Record extracts:
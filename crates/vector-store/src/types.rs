use serde::{Deserialize, Serialize};
use std::collections::BTreeMap;
use std::fmt;

/// Dense internal record id shared by the vector table and the LSH buckets.
#[derive(Copy, Clone, Debug, PartialEq, Eq, Hash, PartialOrd, Ord, Serialize, Deserialize)]
#[serde(transparent)]
pub struct RecordId(pub u32);

impl RecordId {
    #[must_use]
    pub const fn index(self) -> usize {
        self.0 as usize
    }
}

impl fmt::Display for RecordId {
    fn fmt(&self, f: &mut fmt::Formatter<'_>) -> fmt::Result {
        write!(f, "#{}", self.0)
    }
}

/// Metadata attached to every chunk of a document.
///
/// `department`, `is_active` and `source` are well-known fields; anything else
/// goes into the open `fields` map.
#[derive(Debug, Clone, Default, PartialEq, Eq, Serialize, Deserialize)]
pub struct DocumentMetadata {
    #[serde(default)]
    pub department: Option<String>,

    #[serde(default)]
    pub is_active: bool,

    #[serde(default)]
    pub source: Option<String>,

    #[serde(default)]
    pub fields: BTreeMap<String, String>,
}

impl DocumentMetadata {
    #[must_use]
    pub fn department(mut self, department: impl Into<String>) -> Self {
        self.department = Some(department.into());
        self
    }

    #[must_use]
    pub const fn active(mut self, is_active: bool) -> Self {
        self.is_active = is_active;
        self
    }

    #[must_use]
    pub fn source(mut self, source: impl Into<String>) -> Self {
        self.source = Some(source.into());
        self
    }

    #[must_use]
    pub fn field(mut self, key: impl Into<String>, value: impl Into<String>) -> Self {
        self.fields.insert(key.into(), value.into());
        self
    }

    /// Look up a value by name, well-known fields first.
    #[must_use]
    pub fn get(&self, key: &str) -> Option<&str> {
        match key {
            "department" => self.department.as_deref(),
            "source" => self.source.as_deref(),
            _ => self.fields.get(key).map(String::as_str),
        }
    }
}

/// A pre-embedded chunk ready to be stored.
#[derive(Debug, Clone, PartialEq)]
pub struct DocumentEmbedding {
    pub external_id: String,
    pub parent_external_id: String,
    pub chunk_index: usize,
    pub text: String,
    pub vector: Vec<f32>,
    pub metadata: DocumentMetadata,
}

impl DocumentEmbedding {
    /// A chunk whose parent is the document named by `external_id`.
    pub fn new(
        external_id: impl Into<String>,
        chunk_index: usize,
        text: impl Into<String>,
        vector: Vec<f32>,
    ) -> Self {
        let external_id = external_id.into();
        Self {
            parent_external_id: external_id.clone(),
            external_id,
            chunk_index,
            text: text.into(),
            vector,
            metadata: DocumentMetadata::default(),
        }
    }

    #[must_use]
    pub fn with_parent(mut self, parent_external_id: impl Into<String>) -> Self {
        self.parent_external_id = parent_external_id.into();
        self
    }

    #[must_use]
    pub fn with_metadata(mut self, metadata: DocumentMetadata) -> Self {
        self.metadata = metadata;
        self
    }
}

/// One stored chunk.
#[derive(Debug, Clone, PartialEq)]
pub struct Record {
    pub id: RecordId,
    pub external_id: String,
    pub parent_external_id: String,
    pub chunk_index: usize,
    pub text: String,
    pub vector: Vec<f32>,
    pub metadata: DocumentMetadata,
    pub tombstoned: bool,
}

impl Record {
    #[must_use]
    pub fn from_embedding(id: RecordId, embedding: DocumentEmbedding) -> Self {
        Self {
            id,
            external_id: embedding.external_id,
            parent_external_id: embedding.parent_external_id,
            chunk_index: embedding.chunk_index,
            text: embedding.text,
            vector: embedding.vector,
            metadata: embedding.metadata,
            tombstoned: false,
        }
    }

    #[must_use]
    pub const fn is_active(&self) -> bool {
        !self.tombstoned
    }
}
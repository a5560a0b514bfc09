//! # RAG Database
//!
//! Retrieval store for generation pipelines: chunked documents, approximate
//! nearest-neighbour lookup, hybrid ranking, snapshots and metrics.
//!
//! ## Pipeline
//!
//! ```text
//! write:  text ──> Chunker ──> EmbeddingModel ──> [write lock] VectorStore + LshIndex
//!
//! read:   query vector (+ text)
//!            │
//!            ├──> QueryCache ── hit ──> results
//!            │
//!            └──> [read lock] LshIndex candidates
//!                    └─> hybrid score ─> filter ─> group ─> top_k ──> QueryCache
//!
//! persist: snapshot (records + counters) ──> tmp file ──> rename
//! ```
//!
//! ## Example
//!
//! ```no_run
//! use rag_db::{Database, DatabaseConfig, DocumentMetadata, HashEmbeddingModel, MetadataFilter, SearchOptions};
//!
//! #[tokio::main]
//! async fn main() -> anyhow::Result<()> {
//!     let model = HashEmbeddingModel::new(64)?;
//!     let db = Database::new(DatabaseConfig::new(64))?;
//!
//!     db.upsert_text_document(
//!         "doc:password_reset",
//!         "To reset your password, go to Settings -> Security -> Reset Password.",
//!         DocumentMetadata::default().department("Support").active(true),
//!         &model,
//!     )
//!     .await?;
//!
//!     let query = "How can I reset my password?";
//!     let options = SearchOptions::new(5)
//!         .hybrid(query, 0.7)
//!         .with_filter(MetadataFilter::department("Support"))
//!         .grouped();
//!     for hit in db.search(&model.embed_sync(query), &options)? {
//!         println!("{} score={:.3} chunk={}", hit.parent_external_id, hit.score, hit.evidence_chunk_index);
//!     }
//!
//!     db.save(std::env::temp_dir()).await?;
//!     Ok(())
//! }
//! ```

mod config;
mod database;
mod error;
mod metrics;
mod persistence;
mod stats;

pub use config::{DatabaseConfig, DatabaseOptions};
pub use database::Database;
pub use error::{DatabaseError, Result};
pub use metrics::{MetricsCollector, MetricsSnapshot};
pub use persistence::{
    parse_snapshot, read_snapshot, resolve_snapshot_path, write_snapshot, PersistedLsh,
    PersistedRecord, Snapshot, SNAPSHOT_FILE_NAME, SNAPSHOT_FORMAT_VERSION,
};
pub use stats::UpsertReport;

pub use rag_chunker::{ChunkingOptions, ChunkingStrategy};
pub use rag_search::{MetadataFilter, SearchOptions, SearchResult};
pub use rag_vector_store::{
    DocumentEmbedding, DocumentMetadata, EmbeddingModel, HashEmbeddingModel, LshConfig, Record,
    RecordId,
};
//! # RAG Chunker
//!
//! Splits raw document text into overlapping, indexed spans. Every span
//! becomes one stored record tied to its parent document.
//!
//! ## Example
//!
//! ```rust
//! use rag_chunker::{Chunker, ChunkingOptions};
//!
//! let chunker = Chunker::new(&ChunkingOptions::fixed_chars(32, 8)).unwrap();
//! let chunks = chunker.chunk("To reset your password, go to Settings -> Security.");
//!
//! for chunk in chunks {
//!     println!("#{} [{}..{}] {}", chunk.chunk_index, chunk.start, chunk.end, chunk.text);
//! }
//! ```

mod chunker;
mod config;
mod error;
mod strategy;
mod types;

pub use chunker::Chunker;
pub use config::{ChunkingOptions, ChunkingStrategy, DEFAULT_CHUNK_OVERLAP, DEFAULT_CHUNK_SIZE};
pub use error::{ChunkerError, Result};
pub use strategy::{strategy_for, ChunkStrategy, FixedChars};
pub use types::TextChunk;
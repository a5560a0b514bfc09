use crate::config::ChunkingOptions;
use crate::error::Result;
use crate::strategy::{strategy_for, ChunkStrategy};
use crate::types::TextChunk;

/// Main chunker interface for splitting documents
pub struct Chunker {
    strategy: Box<dyn ChunkStrategy>,
}

impl Chunker {
    /// Create a chunker from validated options
    pub fn new(options: &ChunkingOptions) -> Result<Self> {
        let strategy = strategy_for(options)?;
        Ok(Self { strategy })
    }

    /// Use a custom splitting policy
    #[must_use]
    pub fn with_strategy(strategy: Box<dyn ChunkStrategy>) -> Self {
        Self { strategy }
    }

    /// Name of the active strategy
    #[must_use]
    pub fn strategy_name(&self) -> &'static str {
        self.strategy.name()
    }

    /// Split text into indexed spans
    #[must_use]
    pub fn chunk(&self, text: &str) -> Vec<TextChunk> {
        let chunks = self.strategy.split(text);
        log::debug!(
            "Chunked {} bytes into {} spans ({})",
            text.len(),
            chunks.len(),
            self.strategy.name()
        );
        chunks
    }

    /// One-shot chunking with explicit options
    pub fn chunk_with(text: &str, options: &ChunkingOptions) -> Result<Vec<TextChunk>> {
        Ok(Self::new(options)?.chunk(text))
    }
}

impl std::fmt::Debug for Chunker {
    fn fmt(&self, f: &mut std::fmt::Formatter<'_>) -> std::fmt::Result {
        f.debug_struct("Chunker")
            .field("strategy", &self.strategy.name())
            .finish()
    }
}
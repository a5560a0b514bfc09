use crate::config::{ChunkingOptions, ChunkingStrategy};
use crate::error::Result;
use crate::types::TextChunk;
use unicode_segmentation::UnicodeSegmentation;

/// A pure text splitting policy.
///
/// Implementations must be deterministic: the same input always yields the
/// same sequence, and splitting has no side effects.
pub trait ChunkStrategy: Send + Sync {
    /// Stable name used in logs
    fn name(&self) -> &'static str;

    /// Split `text` into indexed spans. Empty input yields no spans.
    fn split(&self, text: &str) -> Vec<TextChunk>;
}

/// Build the strategy described by validated options
pub fn strategy_for(options: &ChunkingOptions) -> Result<Box<dyn ChunkStrategy>> {
    options.validate()?;
    match options.strategy {
        ChunkingStrategy::FixedChars => Ok(Box::new(FixedChars::new(
            options.chunk_size,
            options.chunk_overlap,
        ))),
    }
}

/// Fixed-size character windows.
///
/// Characters are extended grapheme clusters, so a window never cuts a
/// combining sequence in half.
#[derive(Debug, Clone, Copy, PartialEq, Eq)]
pub struct FixedChars {
    size: usize,
    overlap: usize,
}

impl FixedChars {
    /// Callers validate `0 <= overlap < size` beforehand.
    #[must_use]
    pub const fn new(size: usize, overlap: usize) -> Self {
        Self { size, overlap }
    }
}

impl ChunkStrategy for FixedChars {
    fn name(&self) -> &'static str {
        ChunkingStrategy::FixedChars.as_str()
    }

    fn split(&self, text: &str) -> Vec<TextChunk> {
        if text.is_empty() || self.size == 0 {
            return Vec::new();
        }

        // Byte offset of every character boundary, plus the end of the text.
        let bounds: Vec<usize> = text
            .grapheme_indices(true)
            .map(|(offset, _)| offset)
            .chain(std::iter::once(text.len()))
            .collect();
        let char_count = bounds.len() - 1;
        let stride = self.size.saturating_sub(self.overlap).max(1);

        let mut chunks = Vec::with_capacity(char_count / stride + 1);
        let mut start = 0;
        loop {
            let end = (start + self.size).min(char_count);
            chunks.push(TextChunk::new(
                chunks.len(),
                start,
                end,
                text[bounds[start]..bounds[end]].to_string(),
            ));
            if end == char_count {
                break;
            }
            start += stride;
        }

        chunks
    }
}
//! Liveness probe with a snapshot of lobby occupancy.

use axum::extract::State;
use axum::routing::get;
use axum::{Json, Router};
use chrono::{DateTime, Utc};
use serde::Serialize;
use utoipa::ToSchema;

use crate::app_state::AppState;

/// Body of `GET /health`.
#[derive(Debug, Serialize, ToSchema)]
pub struct HealthReport {
    /// Always `"ok"` while the process serves requests.
    pub status: &'static str,
    /// Crate version.
    pub version: &'static str,
    /// Server clock at the time of the probe.
    pub checked_at: DateTime<Utc>,
    /// Lobby occupancy.
    pub lobby: LobbyCounters,
}

/// Occupancy counters reported by the health probe.
#[derive(Debug, Serialize, ToSchema)]
pub struct LobbyCounters {
    /// Open WebSocket connections, joined or not.
    pub connections: usize,
    /// Connections that registered a name.
    pub participants: usize,
    /// Registered participants not in a duel.
    pub idle: usize,
    /// Duels in progress.
    pub live_sessions: usize,
}

/// `GET /health`
#[utoipa::path(
    get,
    path = "/health",
    tag = "System",
    summary = "Liveness probe",
    description = "Reports that the server is up, together with connection, participant and duel counts.",
    responses(
        (status = 200, description = "Server is up", body = HealthReport),
    )
)]
pub async fn health_handler(State(state): State<AppState>) -> Json<HealthReport> {
    let service = &state.duel_service;
    let lobby = LobbyCounters {
        connections: state.event_bus.receiver_count(),
        participants: service.participant_count().await,
        idle: service.idle_players().await.len(),
        live_sessions: service.sessions().len().await,
    };
    Json(HealthReport {
        status: "ok",
        version: env!("CARGO_PKG_VERSION"),
        checked_at: Utc::now(),
        lobby,
    })
}

/// Routes served outside `/api/v1`.
pub fn routes() -> Router<AppState> {
    Router::new().route("/health", get(health_handler))
}
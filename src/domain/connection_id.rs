//! Ephemeral per-connection participant handle.

use std::fmt;

use serde::{Deserialize, Serialize};
use utoipa::ToSchema;

/// Handle identifying one WebSocket connection for its whole lifetime.
///
/// Assigned by the gateway when the socket is upgraded and announced to the
/// client in the `welcome` event. It is the only identity a participant has;
/// scores and busy flags are always looked up through it.
#[derive(
    Debug, Clone, Copy, PartialEq, Eq, PartialOrd, Ord, Hash, Serialize, Deserialize, ToSchema,
)]
#[serde(transparent)]
#[schema(value_type = String, format = Uuid)]
pub struct ConnectionId(uuid::Uuid);

impl ConnectionId {
    /// Creates a new random handle.
    #[must_use]
    pub fn new() -> Self {
        Self(uuid::Uuid::new_v4())
    }

    /// Returns the inner [`uuid::Uuid`].
    #[must_use]
    pub const fn as_uuid(&self) -> &uuid::Uuid {
        &self.0
    }
}

impl Default for ConnectionId {
    fn default() -> Self {
        Self::new()
    }
}

impl fmt::Display for ConnectionId {
    fn fmt(&self, f: &mut fmt::Formatter<'_>) -> fmt::Result {
        write!(f, "{}", self.0)
    }
}

impl From<uuid::Uuid> for ConnectionId {
    fn from(uuid: uuid::Uuid) -> Self {
        Self(uuid)
    }
}
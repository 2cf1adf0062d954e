//! REST endpoint handlers organized by resource.

pub mod lobby;
pub mod system;

use axum::Router;

use crate::app_state::AppState;

/// Composes all resource routes under `/api/v1`.
pub fn routes() -> Router<AppState> {
    Router::new().merge(lobby::routes())
}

Exercise description:
Copy every line above that holds the word "QueryCache".

Written reply:
//!            ├──> QueryCache ── hit ──> results
//!                    └─> hybrid score ─> filter ─> group ─> top_k ──> QueryCache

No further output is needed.